Output only the stretch of the listing that starts at the line containing "the VLSM planner" and ends at the line containing "let plan = plan_subnets(address, &cli.hosts)?;", reproduced exactly with both ends.

▼

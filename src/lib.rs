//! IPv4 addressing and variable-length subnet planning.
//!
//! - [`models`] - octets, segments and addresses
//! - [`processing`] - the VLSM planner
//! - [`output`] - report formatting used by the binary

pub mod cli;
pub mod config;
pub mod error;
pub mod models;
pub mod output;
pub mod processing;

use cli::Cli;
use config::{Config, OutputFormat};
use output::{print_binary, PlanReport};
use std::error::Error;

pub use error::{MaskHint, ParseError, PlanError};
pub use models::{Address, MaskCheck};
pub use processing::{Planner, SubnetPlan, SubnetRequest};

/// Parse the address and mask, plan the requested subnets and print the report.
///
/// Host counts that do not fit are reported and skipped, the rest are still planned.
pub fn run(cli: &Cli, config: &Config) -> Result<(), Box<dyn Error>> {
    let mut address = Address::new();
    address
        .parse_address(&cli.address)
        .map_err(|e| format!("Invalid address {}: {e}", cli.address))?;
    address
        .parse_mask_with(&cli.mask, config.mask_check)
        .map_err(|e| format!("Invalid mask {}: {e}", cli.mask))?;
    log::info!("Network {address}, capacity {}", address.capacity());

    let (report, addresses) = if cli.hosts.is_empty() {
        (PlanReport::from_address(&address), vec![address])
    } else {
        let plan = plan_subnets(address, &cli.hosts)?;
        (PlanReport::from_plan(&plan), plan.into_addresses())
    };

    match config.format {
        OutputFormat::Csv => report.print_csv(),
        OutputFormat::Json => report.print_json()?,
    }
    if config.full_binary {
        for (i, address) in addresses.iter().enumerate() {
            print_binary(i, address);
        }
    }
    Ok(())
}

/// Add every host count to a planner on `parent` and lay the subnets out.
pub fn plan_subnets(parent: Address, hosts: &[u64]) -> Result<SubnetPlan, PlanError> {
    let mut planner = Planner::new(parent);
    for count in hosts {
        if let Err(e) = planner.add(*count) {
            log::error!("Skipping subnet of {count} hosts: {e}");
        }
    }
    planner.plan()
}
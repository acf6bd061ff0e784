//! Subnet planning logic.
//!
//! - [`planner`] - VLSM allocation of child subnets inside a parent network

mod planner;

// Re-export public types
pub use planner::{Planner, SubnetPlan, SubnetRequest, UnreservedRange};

▲
▼

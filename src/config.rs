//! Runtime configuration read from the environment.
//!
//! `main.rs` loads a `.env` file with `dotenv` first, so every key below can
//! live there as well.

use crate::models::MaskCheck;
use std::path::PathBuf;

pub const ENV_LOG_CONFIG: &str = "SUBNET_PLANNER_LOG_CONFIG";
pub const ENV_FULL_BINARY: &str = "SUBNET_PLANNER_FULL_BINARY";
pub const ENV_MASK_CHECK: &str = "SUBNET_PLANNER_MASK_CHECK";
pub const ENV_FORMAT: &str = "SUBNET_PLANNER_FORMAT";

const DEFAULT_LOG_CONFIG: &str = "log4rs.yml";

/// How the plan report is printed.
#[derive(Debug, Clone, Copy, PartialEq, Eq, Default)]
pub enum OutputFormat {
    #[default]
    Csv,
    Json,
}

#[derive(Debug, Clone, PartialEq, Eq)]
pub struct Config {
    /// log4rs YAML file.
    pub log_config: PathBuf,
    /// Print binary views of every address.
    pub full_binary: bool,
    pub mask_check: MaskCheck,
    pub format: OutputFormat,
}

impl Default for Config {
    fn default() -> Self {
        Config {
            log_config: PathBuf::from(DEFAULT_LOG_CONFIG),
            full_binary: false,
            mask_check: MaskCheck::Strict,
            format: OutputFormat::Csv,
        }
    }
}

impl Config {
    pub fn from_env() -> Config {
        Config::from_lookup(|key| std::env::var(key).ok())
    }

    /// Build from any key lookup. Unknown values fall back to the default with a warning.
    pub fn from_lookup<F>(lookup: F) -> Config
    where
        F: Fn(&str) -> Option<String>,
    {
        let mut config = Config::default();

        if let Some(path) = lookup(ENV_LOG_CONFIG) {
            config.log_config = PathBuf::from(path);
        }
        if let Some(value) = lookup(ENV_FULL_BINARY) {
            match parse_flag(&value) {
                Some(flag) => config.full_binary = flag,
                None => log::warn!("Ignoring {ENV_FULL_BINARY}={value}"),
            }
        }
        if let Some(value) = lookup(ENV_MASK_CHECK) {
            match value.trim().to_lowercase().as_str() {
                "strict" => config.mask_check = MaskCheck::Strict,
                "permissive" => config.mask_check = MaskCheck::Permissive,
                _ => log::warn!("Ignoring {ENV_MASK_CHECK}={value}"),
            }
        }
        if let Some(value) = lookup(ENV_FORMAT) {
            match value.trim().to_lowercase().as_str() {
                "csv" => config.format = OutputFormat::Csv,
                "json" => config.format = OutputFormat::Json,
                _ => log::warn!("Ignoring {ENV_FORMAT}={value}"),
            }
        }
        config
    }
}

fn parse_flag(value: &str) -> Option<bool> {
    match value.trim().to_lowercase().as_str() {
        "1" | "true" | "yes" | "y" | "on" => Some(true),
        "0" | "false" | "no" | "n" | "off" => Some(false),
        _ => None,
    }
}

▲

▶ [SOLUTION FOR THIS TASK]:
//! - [`processing`] - the VLSM planner
//! - [`output`] - report formatting used by the binary

pub mod cli;
pub mod config;
pub mod error;
pub mod models;
pub mod output;
pub mod processing;

use cli::Cli;
use config::{Config, OutputFormat};
use output::{print_binary, PlanReport};
use std::error::Error;

pub use error::{MaskHint, ParseError, PlanError};
pub use models::{Address, MaskCheck};
pub use processing::{Planner, SubnetPlan, SubnetRequest};

/// Parse the address and mask, plan the requested subnets and print the report.
///
/// Host counts that do not fit are reported and skipped, the rest are still planned.
pub fn run(cli: &Cli, config: &Config) -> Result<(), Box<dyn Error>> {
    let mut address = Address::new();
    address
        .parse_address(&cli.address)
        .map_err(|e| format!("Invalid address {}: {e}", cli.address))?;
    address
        .parse_mask_with(&cli.mask, config.mask_check)
        .map_err(|e| format!("Invalid mask {}: {e}", cli.mask))?;
    log::info!("Network {address}, capacity {}", address.capacity());

    let (report, addresses) = if cli.hosts.is_empty() {
        (PlanReport::from_address(&address), vec![address])
    } else {
        let plan = plan_subnets(address, &cli.hosts)?;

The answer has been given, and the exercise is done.